To start with, there was the punishment itself. The small print announced that the McLaren driver would have to take a 10-grid place demotion for using a sixth turbocharger. Five more were then added for a sixth MGU-H. And then another for a sixth ICE. And five more for a sixth MGU-K.
Still with us so far?
The big print then announced Button faced a 25-place demotion despite the field only consisting of 20 cars. But for the sheer ludicrousness, it would almost be funny.
Only able to serve a fifth of his penalty after qualifying, the upshot was that Button faced a hefty second penalty at the start of the race as crime met punishment then punishment again.
After various calculations, it was eventually determined that Button would have to take a 10-second stop-and-go whereas team-mate Fernando Alonso would only have to put up with the inconvenience of a drive-through after qualifying a couple of places further up the grid and thus being able to serve almost a third of his penalty. Daniel Ricciardo, meanwhile, was hit with a five-second timed penalty at his first pit-stop while Daniil Kvyat first went back 10 places after his engine-rules breach and then leapt up three races once Alonso, Ricciardo and Button’s punishments were dished out.
Now try imagine explaining all that to the average man in the pub or being part of the crowd at the Red Bull Ring on Saturday afternoon and leaving the circuit without much of a clue as to who was where on the grid.
It is a rule which need cleaning up – and can be done so with straightforward simplicity. Given the restriction is only affecting teams stuck at the back of the grid who are currently no threat to the frontrunners, why not just abolish it altogether for the next six months. True, it would sound like charity at the pinnacle of motorsport, but some big-picture benevolence from Mercedes and Ferrari to their struggling rivals could be the good-news story the sport is currently crying out for.

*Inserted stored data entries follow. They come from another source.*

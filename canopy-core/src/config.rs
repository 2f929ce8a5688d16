//! Scope Configuration
//!
//! Tunables for a scope tree. They are fixed when the root scope is built,
//! either directly through `ScopeBuilder::config` or, in a bootstrapped
//! application, by configuring the `$rootScope` provider.

use serde::{Deserialize, Serialize};

/// Default number of rounds a digest may take before it is declared unstable.
pub const DEFAULT_DIGEST_TTL: usize = 10;

/// Smallest accepted digest TTL. One round to observe a change, one to
/// confirm that the listeners settled.
pub const MIN_DIGEST_TTL: usize = 2;

/// Configuration for a scope tree.
#[derive(Debug, Clone, PartialEq, Eq, Serialize, Deserialize)]
#[serde(default, deny_unknown_fields)]
pub struct ScopeConfig {
    /// Maximum number of rounds in one digest pass.
    pub digest_ttl: usize,
}

impl ScopeConfig {
    /// Parse a configuration from JSON. Missing fields take their defaults.
    pub fn from_json(json: &str) -> Result<Self, serde_json::Error> {
        let config: Self = serde_json::from_str(json)?;
        Ok(config.normalized())
    }

    /// Return a copy with a digest TTL of at least `MIN_DIGEST_TTL`.
    pub fn normalized(mut self) -> Self {
        if self.digest_ttl < MIN_DIGEST_TTL {
            tracing::warn!(
                requested = self.digest_ttl,
                applied = MIN_DIGEST_TTL,
                "digest ttl below minimum"
            );
            self.digest_ttl = MIN_DIGEST_TTL;
        }
        self
    }
}

impl Default for ScopeConfig {
    fn default() -> Self {
        Self {
            digest_ttl: DEFAULT_DIGEST_TTL,
        }
    }
}
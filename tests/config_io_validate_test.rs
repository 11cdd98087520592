use porssi::config::Config;
use std::fs;

#[test]
fn save_and_load_yaml_roundtrip() {
    let tmp_dir = tempfile::tempdir().unwrap();
    let path = tmp_dir.path().join("config.yaml");

    let mut cfg = Config::default();
    cfg.api.base_url = "http://127.0.0.1:8080".to_string();
    cfg.display.cheap_threshold = 3.0;
    cfg.logging.file = path.with_extension("log").to_string_lossy().to_string();

    cfg.save_to_file(&path).unwrap();
    let loaded = Config::from_file(&path).unwrap();

    assert_eq!(loaded.api.base_url, "http://127.0.0.1:8080");
    assert_eq!(loaded.display.cheap_threshold, 3.0);
    assert_eq!(loaded.logging.file, cfg.logging.file);
    assert!(loaded.validate().is_ok());
}

#[test]
fn config_validation_errors() {
    let mut cfg = Config::default();

    // Empty base URL
    cfg.api.base_url.clear();
    assert!(cfg.validate().is_err());

    // Non-http scheme
    cfg = Config::default();
    cfg.api.base_url = "ftp://api.porssisahko.net".to_string();
    assert!(cfg.validate().is_err());

    cfg = Config::default();
    cfg.api.request_timeout_seconds = 0;
    assert!(cfg.validate().is_err());

    cfg = Config::default();
    cfg.display.timezone = "Not/AZone".to_string();
    assert!(cfg.validate().is_err());

    // Thresholds inverted
    cfg = Config::default();
    cfg.display.cheap_threshold = 20.0;
    assert!(cfg.validate().is_err());

    cfg = Config::default();
    cfg.refresh_interval_minutes = 0;
    assert!(cfg.validate().is_err());

    cfg = Config::default();
    cfg.web.port = 0;
    assert!(cfg.validate().is_err());
}

#[test]
fn partial_yaml_keeps_defaults() {
    let tmp = tempfile::NamedTempFile::new().unwrap();
    fs::write(tmp.path(), b"display:\n  timezone: UTC\nrefresh_interval_minutes: 15\n").unwrap();
    let cfg = Config::from_file(tmp.path()).unwrap();
    assert_eq!(cfg.display.timezone, "UTC");
    assert_eq!(cfg.display.expensive_threshold, 15.0);
    assert_eq!(cfg.refresh_interval_minutes, 15);
    assert_eq!(cfg.api.base_url, "https://api.porssisahko.net");
    assert!(cfg.validate().is_ok());
}

#[test]
fn from_file_with_invalid_yaml_fails() {
    let tmp = tempfile::NamedTempFile::new().unwrap();
    fs::write(tmp.path(), b"bad: [unclosed").unwrap();
    let err = Config::from_file(tmp.path()).unwrap_err();
    let msg = format!("{}", err);
    assert!(msg.contains("Serialization error"));
}

#[test]
fn from_missing_file_is_io_error() {
    let tmp_dir = tempfile::tempdir().unwrap();
    let err = Config::from_file(tmp_dir.path().join("absent.yaml")).unwrap_err();
    assert!(matches!(err, porssi::PorssiError::Io { .. }));
}
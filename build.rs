use std::process::Command;

fn main() {
    // Base version from Cargo
    let base = env!("CARGO_PKG_VERSION");

    // Determine if this is a nightly build via env flag
    let is_nightly = std::env::var("PORSSI_NIGHTLY")
        .map(|v| v == "1" || v.eq_ignore_ascii_case("true"))
        .unwrap_or(false);

    // Try to get short git sha if available
    let mut sha: Option<String> = None;
    if let Ok(output) = Command::new("git")
        .args(["rev-parse", "--short", "HEAD"])
        .output()
        && output.status.success()
    {
        let s = String::from_utf8_lossy(&output.stdout).trim().to_string();
        if !s.is_empty() {
            sha = Some(s);
        }
    }
    // Allow override via env (useful in CI without git)
    if sha.is_none()
        && let Ok(s) = std::env::var("GIT_SHA")
        && !s.is_empty()
    {
        sha = Some(s);
    }

    let version = match (is_nightly, sha) {
        (true, Some(s)) => format!("{}-nightly+{}", base, s),
        (true, None) => format!("{}-nightly", base),
        (false, _) => base.to_string(),
    };

    println!("cargo:rustc-env=APP_VERSION={}", version);

    println!("cargo:rerun-if-env-changed=PORSSI_NIGHTLY");
    println!("cargo:rerun-if-env-changed=GIT_SHA");
    println!("cargo:rerun-if-changed=.git/HEAD");
    println!("cargo:rerun-if-changed=.git/refs/heads");
}
use crate::config::DisplayConfig;
use serde::Serialize;

/// Coarse price classification used for colour-coding
#[derive(Debug, Clone, Copy, PartialEq, Eq, Serialize)]
#[serde(rename_all = "SCREAMING_SNAKE_CASE")]
pub enum PriceBand {
    Cheap,
    Normal,
    Expensive,
}

impl PriceBand {
    /// Classify a price (c/kWh) against the configured thresholds
    pub fn classify(price: f64, display: &DisplayConfig) -> Self {
        if price <= display.cheap_threshold {
            Self::Cheap
        } else if price >= display.expensive_threshold {
            Self::Expensive
        } else {
            Self::Normal
        }
    }

    pub const fn as_str(&self) -> &'static str {
        match self {
            Self::Cheap => "CHEAP",
            Self::Normal => "NORMAL",
            Self::Expensive => "EXPENSIVE",
        }
    }
}
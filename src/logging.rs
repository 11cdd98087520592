//! Structured logging and tracing for Porssi
//!
//! Console and daily-rotated file output through the tracing ecosystem, plus a
//! small component-scoped logger used by the rest of the crate.

use crate::config::LoggingConfig;
use crate::error::{PorssiError, Result};
use std::path::Path;
use tracing::{Level, info};
use tracing_appender::{non_blocking, rolling};
use tracing_subscriber::filter::LevelFilter;
use tracing_subscriber::{EnvFilter, Layer, fmt, layer::SubscriberExt, util::SubscriberInitExt};

mod level;
mod state;
mod structured;

pub use level::{level_rank, min_level, parse_log_level};
pub use structured::{LogContext, StructuredLogger, get_logger, get_logger_with_context};

use state::{INIT_ERROR, INIT_ONCE, LOG_GUARD};

/// Initialize logging system based on configuration
pub fn init_logging(config: &LoggingConfig) -> Result<()> {
    INIT_ONCE.call_once(|| {
        let init_result = (|| -> Result<()> {
            let base_level = parse_log_level(&config.level)?;

            let console_level = config
                .console_level
                .as_ref()
                .and_then(|s| parse_log_level(s).ok())
                .unwrap_or(base_level);
            let file_level = config
                .file_level
                .as_ref()
                .and_then(|s| parse_log_level(s).ok())
                .unwrap_or(base_level);

            let filter = build_env_filter(min_level(console_level, file_level));

            if should_use_console_only() {
                init_console_only_logging(filter, config.json_format, console_level);
                return Ok(());
            }

            init_file_logging(config, filter, console_level, file_level)
        })();

        if let Err(e) = init_result {
            let _ = INIT_ERROR.set(e.to_string());
        }
    });

    if let Some(err) = INIT_ERROR.get() {
        return Err(PorssiError::config(err.clone()));
    }
    Ok(())
}

fn build_env_filter(level: Level) -> EnvFilter {
    EnvFilter::try_from_default_env()
        .unwrap_or_else(|_| format!("porssi={},reqwest=warn,hyper=warn", level).into())
}

fn should_use_console_only() -> bool {
    cfg!(test) || std::env::var_os("PORSSI_DISABLE_FILE_LOG").is_some()
}

fn console_layer<S>(json_format: bool, level: Level) -> Box<dyn Layer<S> + Send + Sync>
where
    S: tracing::Subscriber + for<'a> tracing_subscriber::registry::LookupSpan<'a>,
{
    let base = fmt::layer()
        .with_writer(std::io::stdout)
        .with_target(false)
        .with_thread_ids(false)
        .with_file(false);
    if json_format {
        base.json()
            .with_filter(LevelFilter::from_level(level))
            .boxed()
    } else {
        base.with_filter(LevelFilter::from_level(level)).boxed()
    }
}

fn init_console_only_logging(filter: EnvFilter, json_format: bool, console_level: Level) {
    // try_init: a test harness may already own the global subscriber
    let _ = tracing_subscriber::registry()
        .with(filter)
        .with(console_layer(json_format, console_level))
        .try_init();

    info!(
        "Logging initialized - console_level: {:?}, console-only",
        console_level
    );
}

fn init_file_logging(
    config: &LoggingConfig,
    filter: EnvFilter,
    console_level: Level,
    file_level: Level,
) -> Result<()> {
    let file_appender = rolling::Builder::new()
        .rotation(rolling::Rotation::DAILY)
        .filename_prefix("porssi")
        .filename_suffix("log")
        .max_log_files(config.backup_count.max(1) as usize)
        .build({
            // If config.file is a file path, use its parent dir; otherwise treat as dir
            let p = Path::new(&config.file);
            if p.extension().is_some() {
                p.parent().unwrap_or(p)
            } else {
                p
            }
        })
        .map_err(|e| PorssiError::io(format!("Failed to create log file appender: {}", e)))?;

    let (non_blocking_appender, guard) = non_blocking(file_appender);
    let _ = LOG_GUARD.set(guard);

    let file_layer = {
        let base = fmt::layer()
            .with_writer(non_blocking_appender)
            .with_target(false)
            .with_thread_ids(false)
            .with_file(false)
            .with_ansi(false);
        if config.json_format {
            base.json()
                .with_filter(LevelFilter::from_level(file_level))
                .boxed()
        } else {
            base.with_filter(LevelFilter::from_level(file_level))
                .boxed()
        }
    };

    let subscriber = tracing_subscriber::registry().with(filter).with(file_layer);

    let installed = if config.console_output {
        subscriber
            .with(console_layer(config.json_format, console_level))
            .try_init()
    } else {
        subscriber.try_init()
    };
    installed.map_err(|e| PorssiError::config(format!("Failed to install subscriber: {}", e)))?;

    info!(
        "Logging initialized - console_level: {:?}, file_level: {:?}, file: {}",
        console_level, file_level, config.file
    );
    Ok(())
}

#[cfg(test)]
mod tests {
    use super::*;

    #[test]
    fn test_parse_log_level() {
        assert_eq!(parse_log_level("DEBUG").unwrap(), Level::DEBUG);
        assert_eq!(parse_log_level("info").unwrap(), Level::INFO);
        assert_eq!(parse_log_level("warning").unwrap(), Level::WARN);
        assert!(parse_log_level("invalid").is_err());
    }

    #[test]
    fn init_is_idempotent() {
        let config = LoggingConfig::default();
        assert!(init_logging(&config).is_ok());
        assert!(init_logging(&config).is_ok());
    }

    #[test]
    fn min_level_prefers_more_verbose() {
        assert_eq!(min_level(Level::INFO, Level::DEBUG), Level::DEBUG);
        assert_eq!(min_level(Level::ERROR, Level::WARN), Level::WARN);
    }
}
use once_cell::sync::OnceCell;
use std::sync::Once;
use tracing_appender::non_blocking::WorkerGuard;

// Keep the non-blocking worker guard alive for the entire process lifetime
pub static LOG_GUARD: OnceCell<WorkerGuard> = OnceCell::new();
pub static INIT_ONCE: Once = Once::new();
pub static INIT_ERROR: OnceCell<String> = OnceCell::new();
//! porssisahko.net spot price integration
//!
//! Hour slots and fetch cycles, the HTTP price client, the concurrent
//! fetch orchestrator and the presentation helpers built on its snapshots.

pub mod band;
pub mod board;
pub mod client;
pub mod orchestrator;
pub mod overview;
pub mod slot;

pub use band::PriceBand;
pub use board::{BoardEntry, BoardSnapshot, CurrentPrice, PriceBoard, PriceQuote};
pub use client::{PorssisahkoClient, PriceSource};
pub use orchestrator::{CycleHandle, PriceFetchOrchestrator};
pub use overview::{format_current, render_overview};
pub use slot::{FetchCycle, HourSlot};

/// Local wall-clock time in `tz`
pub fn local_now(tz: chrono_tz::Tz) -> chrono::NaiveDateTime {
    chrono::Utc::now().with_timezone(&tz).naive_local()
}
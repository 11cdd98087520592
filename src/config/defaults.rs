use super::*;

impl Default for ApiConfig {
    fn default() -> Self {
        Self {
            base_url: "https://api.porssisahko.net".to_string(),
            request_timeout_seconds: 10,
            user_agent: format!("porssi/{}", env!("APP_VERSION")),
        }
    }
}

impl Default for DisplayConfig {
    fn default() -> Self {
        Self {
            timezone: "Europe/Helsinki".to_string(),
            cheap_threshold: 5.0,
            expensive_threshold: 15.0,
        }
    }
}

impl Default for LoggingConfig {
    fn default() -> Self {
        Self {
            level: "INFO".to_string(),
            console_level: None,
            file_level: None,
            file: "/tmp/porssi.log".to_string(),
            backup_count: 5,
            console_output: true,
            json_format: false,
        }
    }
}

impl Default for WebConfig {
    fn default() -> Self {
        Self {
            host: "127.0.0.1".to_string(),
            port: 8089,
        }
    }
}

impl Default for Config {
    fn default() -> Self {
        Self {
            api: ApiConfig::default(),
            display: DisplayConfig::default(),
            logging: LoggingConfig::default(),
            web: WebConfig::default(),
            refresh_interval_minutes: 60,
        }
    }
}
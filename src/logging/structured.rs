use std::collections::BTreeMap;
use tracing::{debug, error, info, trace, warn};

/// Context information for log messages
#[derive(Debug, Clone)]
pub struct LogContext {
    /// Component name (e.g., "orchestrator", "client", "web")
    pub component: String,
    /// Fetch cycle the messages belong to
    pub cycle_id: Option<u64>,
    /// Additional context fields
    pub extra_fields: BTreeMap<String, String>,
}

impl LogContext {
    /// Create a new log context
    pub fn new(component: &str) -> Self {
        Self {
            component: component.to_string(),
            cycle_id: None,
            extra_fields: BTreeMap::new(),
        }
    }

    /// Set fetch cycle id
    pub fn with_cycle_id(mut self, cycle_id: u64) -> Self {
        self.cycle_id = Some(cycle_id);
        self
    }

    /// Add extra field
    pub fn with_field(mut self, key: &str, value: String) -> Self {
        self.extra_fields.insert(key.to_string(), value);
        self
    }
}

/// Structured logger with context
#[derive(Debug, Clone)]
pub struct StructuredLogger {
    pub(crate) context: LogContext,
}

impl StructuredLogger {
    /// Create a new structured logger with context
    pub const fn new(context: LogContext) -> Self {
        Self { context }
    }

    /// Derive a logger scoped to one fetch cycle
    pub fn for_cycle(&self, cycle_id: u64) -> Self {
        Self::new(self.context.clone().with_cycle_id(cycle_id))
    }

    /// Log an info message with context
    pub fn info(&self, message: &str) {
        let fields = self.format_fields();
        info!(%fields, "{}", message);
    }
    /// Log a warning message with context
    pub fn warn(&self, message: &str) {
        let fields = self.format_fields();
        warn!(%fields, "{}", message);
    }
    /// Log an error message with context
    pub fn error(&self, message: &str) {
        let fields = self.format_fields();
        error!(%fields, "{}", message);
    }
    /// Log a debug message with context
    pub fn debug(&self, message: &str) {
        let fields = self.format_fields();
        debug!(%fields, "{}", message);
    }
    /// Log a trace message with context
    pub fn trace(&self, message: &str) {
        let fields = self.format_fields();
        trace!(%fields, "{}", message);
    }

    /// Format context fields for logging
    fn format_fields(&self) -> String {
        let mut fields = vec![format!("component={}", self.context.component)];
        if let Some(cycle_id) = self.context.cycle_id {
            fields.push(format!("cycle_id={}", cycle_id));
        }
        for (key, value) in &self.context.extra_fields {
            fields.push(format!("{}={}", key, value));
        }
        fields.join(",")
    }
}

/// Create a logger for a specific component
pub fn get_logger(component: &str) -> StructuredLogger {
    StructuredLogger::new(LogContext::new(component))
}
/// Create a logger with full context
pub const fn get_logger_with_context(context: LogContext) -> StructuredLogger {
    StructuredLogger::new(context)
}
//! Upcoming-hours fetch orchestration
//!
//! One cycle prices every slot of a [`FetchCycle`] concurrently. Each
//! resolution is written into the board as soon as it arrives; the completion
//! check runs in the same critical section as the write, so the one-shot
//! completion fires exactly once, after the last slot resolves.
//!
//! The current-hour price is tagged with the cycle it was fetched for and
//! published in the same snapshot stream; a superseded cycle cannot
//! overwrite it.

use crate::error::{PorssiError, Result};
use crate::logging::{StructuredLogger, get_logger};
use crate::prices::board::{BoardSnapshot, CurrentPrice, PriceBoard, PriceQuote};
use crate::prices::client::PriceSource;
use crate::prices::slot::{FetchCycle, HourSlot};
use chrono::NaiveDateTime;
use std::sync::{Arc, Mutex, MutexGuard, PoisonError};
use tokio::sync::{oneshot, watch};

/// What happened to a single resolution
#[derive(Debug, Clone, Copy, PartialEq, Eq)]
pub(crate) enum RecordOutcome {
    /// Belongs to a superseded cycle
    Stale,
    /// Slot outside the cycle or already resolved
    Ignored,
    Recorded,
    /// Recorded and it was the last outstanding slot
    Completed,
}

/// Board plus bookkeeping for the active cycle
struct CycleState {
    cycle_id: u64,
    cycle: Option<FetchCycle>,
    board: PriceBoard,
    current: CurrentPrice,
    completion: Option<oneshot::Sender<Arc<BoardSnapshot>>>,
}

impl CycleState {
    fn new() -> Self {
        Self {
            cycle_id: 0,
            cycle: None,
            board: PriceBoard::new(),
            current: CurrentPrice::Loading,
            completion: None,
        }
    }

    /// Replace the board and arm a fresh completion signal
    fn begin(&mut self, cycle: FetchCycle) -> (u64, oneshot::Receiver<Arc<BoardSnapshot>>) {
        let (tx, rx) = oneshot::channel();
        self.cycle_id += 1;
        self.cycle = Some(cycle);
        self.board = PriceBoard::new();
        self.current = CurrentPrice::Loading;
        // Dropping the previous sender wakes its waiter with an error
        self.completion = Some(tx);
        if self.total_slots() == 0 {
            self.fire_completion();
        }
        (self.cycle_id, rx)
    }

    fn total_slots(&self) -> usize {
        self.cycle.as_ref().map_or(0, FetchCycle::len)
    }

    fn record(&mut self, cycle_id: u64, slot: HourSlot, quote: PriceQuote) -> RecordOutcome {
        if cycle_id != self.cycle_id {
            return RecordOutcome::Stale;
        }
        let in_cycle = self.cycle.as_ref().is_some_and(|c| c.contains(&slot));
        if !in_cycle || !self.board.insert(slot, quote) {
            return RecordOutcome::Ignored;
        }
        if self.board.len() == self.total_slots() && self.fire_completion() {
            RecordOutcome::Completed
        } else {
            RecordOutcome::Recorded
        }
    }

    /// Store the current price if `cycle_id` is still active
    fn record_current(&mut self, cycle_id: u64, current: CurrentPrice) -> bool {
        if cycle_id != self.cycle_id {
            return false;
        }
        self.current = current;
        true
    }

    /// Fire the one-shot; false if it already fired
    fn fire_completion(&mut self) -> bool {
        match self.completion.take() {
            Some(tx) => {
                // Receiver may be gone; the cycle still counts as complete
                let _ = tx.send(Arc::new(self.snapshot()));
                true
            }
            None => false,
        }
    }

    fn snapshot(&self) -> BoardSnapshot {
        match &self.cycle {
            Some(cycle) => BoardSnapshot::from_board(
                self.cycle_id,
                cycle.reference(),
                cycle.len(),
                self.current,
                &self.board,
            ),
            None => BoardSnapshot::empty(),
        }
    }
}

/// State shared between the orchestrator and its fetch tasks
struct Shared {
    state: Mutex<CycleState>,
    snapshot_tx: watch::Sender<Arc<BoardSnapshot>>,
    logger: StructuredLogger,
}

impl Shared {
    fn lock(&self) -> MutexGuard<'_, CycleState> {
        // The guarded data stays consistent even if a holder panicked
        self.state.lock().unwrap_or_else(PoisonError::into_inner)
    }

    fn record(&self, cycle_id: u64, slot: HourSlot, quote: PriceQuote) -> RecordOutcome {
        let mut state = self.lock();
        let outcome = state.record(cycle_id, slot, quote);
        match outcome {
            RecordOutcome::Recorded | RecordOutcome::Completed => {
                self.snapshot_tx.send_replace(Arc::new(state.snapshot()));
            }
            RecordOutcome::Stale | RecordOutcome::Ignored => {}
        }
        drop(state);

        let logger = self.logger.for_cycle(cycle_id);
        match outcome {
            RecordOutcome::Completed => logger.info("Fetch cycle complete"),
            RecordOutcome::Stale => {
                logger.debug(&format!("Dropping late result for {} from old cycle", slot));
            }
            RecordOutcome::Ignored => {
                logger.warn(&format!("Ignoring unexpected result for {}", slot));
            }
            RecordOutcome::Recorded => {}
        }
        outcome
    }

    fn record_current(&self, cycle_id: u64, current: CurrentPrice) -> bool {
        let mut state = self.lock();
        let accepted = state.record_current(cycle_id, current);
        if accepted {
            self.snapshot_tx.send_replace(Arc::new(state.snapshot()));
        }
        drop(state);

        if !accepted {
            self.logger
                .for_cycle(cycle_id)
                .debug("Dropping current price from old cycle");
        }
        accepted
    }
}

/// Waits for one cycle to finish
pub struct CycleHandle {
    cycle_id: u64,
    total_slots: usize,
    completion: oneshot::Receiver<Arc<BoardSnapshot>>,
}

impl CycleHandle {
    pub const fn cycle_id(&self) -> u64 {
        self.cycle_id
    }

    pub const fn total_slots(&self) -> usize {
        self.total_slots
    }

    /// Resolve with the complete board, or fail if a newer cycle replaced this one first
    pub async fn wait(self) -> Result<Arc<BoardSnapshot>> {
        let cycle_id = self.cycle_id;
        self.completion.await.map_err(|_| {
            PorssiError::generic(format!(
                "Fetch cycle {} was superseded before completion",
                cycle_id
            ))
        })
    }
}

/// Prices the rest of today and all of tomorrow, one request per hour
pub struct PriceFetchOrchestrator {
    source: Arc<dyn PriceSource>,
    shared: Arc<Shared>,
}

impl PriceFetchOrchestrator {
    pub fn new(source: Arc<dyn PriceSource>) -> Self {
        let (snapshot_tx, _rx) = watch::channel(Arc::new(BoardSnapshot::empty()));
        Self {
            source,
            shared: Arc::new(Shared {
                state: Mutex::new(CycleState::new()),
                snapshot_tx,
                logger: get_logger("orchestrator"),
            }),
        }
    }

    /// Start a cycle for `reference`; must run inside a Tokio runtime
    ///
    /// The previous board is discarded immediately. Fetches are detached and
    /// run to completion even if the returned handle is dropped.
    pub fn start_cycle(&self, reference: NaiveDateTime) -> CycleHandle {
        let cycle = FetchCycle::starting_at(reference);
        let slots = cycle.slots().to_vec();
        let total_slots = slots.len();

        let (cycle_id, completion) = {
            let mut state = self.shared.lock();
            let armed = state.begin(cycle);
            self.shared
                .snapshot_tx
                .send_replace(Arc::new(state.snapshot()));
            armed
        };

        self.shared.logger.for_cycle(cycle_id).info(&format!(
            "Starting fetch cycle at {} for {} slots",
            reference, total_slots
        ));

        for slot in slots {
            let source = Arc::clone(&self.source);
            let shared = Arc::clone(&self.shared);
            tokio::spawn(async move {
                let quote = source.fetch(&slot).await;
                shared.record(cycle_id, slot, quote);
            });
        }

        CycleHandle {
            cycle_id,
            total_slots,
            completion,
        }
    }

    /// Start a cycle and wait for all of its slots
    pub async fn run_cycle(&self, reference: NaiveDateTime) -> Result<Arc<BoardSnapshot>> {
        self.start_cycle(reference).wait().await
    }

    /// Price the slot containing `reference`, outside any cycle
    pub async fn fetch_current(&self, reference: NaiveDateTime) -> CurrentPrice {
        CurrentPrice::from(self.source.fetch(&HourSlot::containing(reference)).await)
    }

    /// Attach the current price to cycle `cycle_id`
    ///
    /// Returns false, leaving the board untouched, if a newer cycle has
    /// started since.
    pub fn publish_current(&self, cycle_id: u64, current: CurrentPrice) -> bool {
        self.shared.record_current(cycle_id, current)
    }

    /// Latest board snapshot
    pub fn snapshot(&self) -> Arc<BoardSnapshot> {
        self.shared.snapshot_tx.borrow().clone()
    }

    /// Observe every board change
    pub fn subscribe(&self) -> watch::Receiver<Arc<BoardSnapshot>> {
        self.shared.snapshot_tx.subscribe()
    }
}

Raikkonen may not be in danger but his seat is
At which point, one wonders, did Kimi Raikkonen have second thoughts about his recent declaration that F1 needed to be “more dangerous” when Fernando Alonso’s McLaren attempted to enter the cockpit of his Ferrari on the first lap of the Austrian GP?
Fortunately, the accident ended safely for both drivers and both former champions were able to climb out of the wreckage unscathed. But there can no longer be any doubt that Raikkonen’s F1 future is in clear and present immediate danger. The qualifying woes have become chronic; a longstanding struggle with the engine mode that must be used for the first 90 seconds after the start of a race or a restart has re-emerged to race-wrecking effect; and now Ferrari are under threat from Williams in the Constructors’ Championship as a result of Raikkonen only contributing 72 of their haul of 192 points.
A line, surely, was crossed this weekend marking the point where Raikkonen is more likely to be dropped than not. As a decision will most probably be taken around September – when, for illustration, the Ferrari-related futures of Alonso and Vettel were decided last year – Raikkonen has most probably only two or three races to save his career from early retirement.